**PROVIDED ENTRIES**
# # # # #

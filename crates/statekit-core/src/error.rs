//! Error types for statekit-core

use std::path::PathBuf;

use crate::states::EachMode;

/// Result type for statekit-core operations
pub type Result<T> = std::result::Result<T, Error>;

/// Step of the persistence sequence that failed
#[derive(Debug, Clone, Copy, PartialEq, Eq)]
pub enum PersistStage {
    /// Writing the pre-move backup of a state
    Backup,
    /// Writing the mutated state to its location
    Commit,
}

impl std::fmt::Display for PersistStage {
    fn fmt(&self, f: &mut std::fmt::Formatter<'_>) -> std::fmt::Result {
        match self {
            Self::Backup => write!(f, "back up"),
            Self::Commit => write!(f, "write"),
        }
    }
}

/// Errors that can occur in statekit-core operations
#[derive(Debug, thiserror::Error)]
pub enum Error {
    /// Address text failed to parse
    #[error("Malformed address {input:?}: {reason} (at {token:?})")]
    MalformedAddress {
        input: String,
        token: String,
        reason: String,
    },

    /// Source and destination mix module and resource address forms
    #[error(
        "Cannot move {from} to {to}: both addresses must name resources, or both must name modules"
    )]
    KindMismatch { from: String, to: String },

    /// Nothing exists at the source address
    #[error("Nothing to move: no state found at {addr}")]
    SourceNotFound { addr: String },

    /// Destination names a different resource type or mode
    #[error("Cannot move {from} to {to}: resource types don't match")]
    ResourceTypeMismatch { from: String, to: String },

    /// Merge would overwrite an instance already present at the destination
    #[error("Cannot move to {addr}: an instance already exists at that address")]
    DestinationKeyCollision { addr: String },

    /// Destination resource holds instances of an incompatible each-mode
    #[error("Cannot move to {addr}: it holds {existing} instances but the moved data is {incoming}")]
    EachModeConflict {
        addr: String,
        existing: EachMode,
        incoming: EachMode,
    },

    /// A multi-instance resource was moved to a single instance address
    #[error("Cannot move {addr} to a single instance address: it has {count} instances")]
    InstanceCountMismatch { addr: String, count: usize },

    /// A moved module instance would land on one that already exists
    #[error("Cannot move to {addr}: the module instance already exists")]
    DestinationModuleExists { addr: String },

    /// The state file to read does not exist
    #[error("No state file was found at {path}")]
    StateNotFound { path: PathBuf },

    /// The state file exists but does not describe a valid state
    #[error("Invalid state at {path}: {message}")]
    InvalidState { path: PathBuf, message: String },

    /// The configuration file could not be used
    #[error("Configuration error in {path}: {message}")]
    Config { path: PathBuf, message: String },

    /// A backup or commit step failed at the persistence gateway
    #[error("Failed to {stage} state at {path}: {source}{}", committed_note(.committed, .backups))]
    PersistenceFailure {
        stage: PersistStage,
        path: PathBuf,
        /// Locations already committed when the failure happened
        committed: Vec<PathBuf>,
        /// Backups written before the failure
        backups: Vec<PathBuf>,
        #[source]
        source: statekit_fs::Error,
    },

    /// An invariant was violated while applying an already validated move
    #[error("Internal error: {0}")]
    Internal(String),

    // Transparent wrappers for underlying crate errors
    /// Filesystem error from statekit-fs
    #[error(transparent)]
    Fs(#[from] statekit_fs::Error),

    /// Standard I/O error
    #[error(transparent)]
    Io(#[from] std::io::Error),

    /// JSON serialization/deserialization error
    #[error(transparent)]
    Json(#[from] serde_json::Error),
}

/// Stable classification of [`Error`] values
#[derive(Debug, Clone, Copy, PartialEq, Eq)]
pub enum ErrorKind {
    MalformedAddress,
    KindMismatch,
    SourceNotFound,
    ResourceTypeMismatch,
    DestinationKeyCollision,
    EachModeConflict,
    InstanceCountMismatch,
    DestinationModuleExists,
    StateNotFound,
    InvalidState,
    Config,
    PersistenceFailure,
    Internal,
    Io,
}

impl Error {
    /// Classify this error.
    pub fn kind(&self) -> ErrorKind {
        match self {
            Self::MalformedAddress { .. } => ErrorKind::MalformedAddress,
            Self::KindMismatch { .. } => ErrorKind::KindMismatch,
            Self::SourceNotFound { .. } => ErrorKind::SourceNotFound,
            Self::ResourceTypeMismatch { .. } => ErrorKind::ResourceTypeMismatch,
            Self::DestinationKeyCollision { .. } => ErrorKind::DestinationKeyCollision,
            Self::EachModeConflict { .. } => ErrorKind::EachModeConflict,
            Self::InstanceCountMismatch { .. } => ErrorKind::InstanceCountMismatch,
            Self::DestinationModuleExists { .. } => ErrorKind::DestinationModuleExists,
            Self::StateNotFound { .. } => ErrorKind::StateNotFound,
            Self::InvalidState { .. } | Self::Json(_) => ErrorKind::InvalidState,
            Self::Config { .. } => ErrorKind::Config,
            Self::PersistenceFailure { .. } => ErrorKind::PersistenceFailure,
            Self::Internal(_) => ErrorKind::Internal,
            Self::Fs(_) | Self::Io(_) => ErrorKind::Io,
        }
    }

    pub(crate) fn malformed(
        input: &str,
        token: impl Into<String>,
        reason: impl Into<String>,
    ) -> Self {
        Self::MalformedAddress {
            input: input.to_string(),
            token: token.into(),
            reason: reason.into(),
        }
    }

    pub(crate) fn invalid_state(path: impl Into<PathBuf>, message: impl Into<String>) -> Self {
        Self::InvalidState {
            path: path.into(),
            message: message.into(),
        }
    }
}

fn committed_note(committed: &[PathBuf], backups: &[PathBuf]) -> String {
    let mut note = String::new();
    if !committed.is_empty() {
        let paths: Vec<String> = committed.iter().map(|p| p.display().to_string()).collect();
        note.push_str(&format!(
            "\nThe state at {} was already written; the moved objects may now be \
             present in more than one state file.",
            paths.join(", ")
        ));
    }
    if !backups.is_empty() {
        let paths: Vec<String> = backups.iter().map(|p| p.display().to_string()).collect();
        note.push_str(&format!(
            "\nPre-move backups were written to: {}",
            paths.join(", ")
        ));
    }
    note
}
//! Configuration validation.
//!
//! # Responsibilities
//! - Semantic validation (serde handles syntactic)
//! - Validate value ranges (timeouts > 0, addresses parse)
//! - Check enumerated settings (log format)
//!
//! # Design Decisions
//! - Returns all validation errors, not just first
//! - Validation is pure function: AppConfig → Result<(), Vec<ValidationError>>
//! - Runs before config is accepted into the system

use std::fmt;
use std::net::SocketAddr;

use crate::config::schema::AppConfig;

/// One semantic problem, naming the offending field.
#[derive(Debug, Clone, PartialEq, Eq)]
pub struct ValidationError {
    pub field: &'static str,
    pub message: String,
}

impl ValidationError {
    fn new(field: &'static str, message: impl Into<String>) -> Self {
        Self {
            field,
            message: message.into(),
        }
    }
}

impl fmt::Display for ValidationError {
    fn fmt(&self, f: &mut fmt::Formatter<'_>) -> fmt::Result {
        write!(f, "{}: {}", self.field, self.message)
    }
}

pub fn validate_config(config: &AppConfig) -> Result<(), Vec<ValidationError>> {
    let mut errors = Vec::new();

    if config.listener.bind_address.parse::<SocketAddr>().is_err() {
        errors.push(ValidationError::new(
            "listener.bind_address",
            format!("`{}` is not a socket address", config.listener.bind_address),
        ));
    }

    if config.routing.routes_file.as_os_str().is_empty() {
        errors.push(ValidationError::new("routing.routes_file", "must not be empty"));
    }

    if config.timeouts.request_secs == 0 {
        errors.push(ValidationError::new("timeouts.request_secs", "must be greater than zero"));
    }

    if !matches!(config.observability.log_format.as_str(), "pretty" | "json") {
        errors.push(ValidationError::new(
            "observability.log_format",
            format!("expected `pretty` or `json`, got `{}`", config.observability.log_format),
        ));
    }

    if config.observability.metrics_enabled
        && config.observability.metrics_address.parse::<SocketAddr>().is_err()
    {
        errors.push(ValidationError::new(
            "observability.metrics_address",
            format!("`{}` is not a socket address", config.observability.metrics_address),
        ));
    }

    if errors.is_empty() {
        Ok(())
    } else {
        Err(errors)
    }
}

# # # # #

**WHAT TO WORK ON**
The lines to copy are those in the listing that contain the word "pretty".

**PROBLEM SOLUTION**
    if !matches!(config.observability.log_format.as_str(), "pretty" | "json") {
            format!("expected `pretty` or `json`, got `{}`", config.observability.log_format),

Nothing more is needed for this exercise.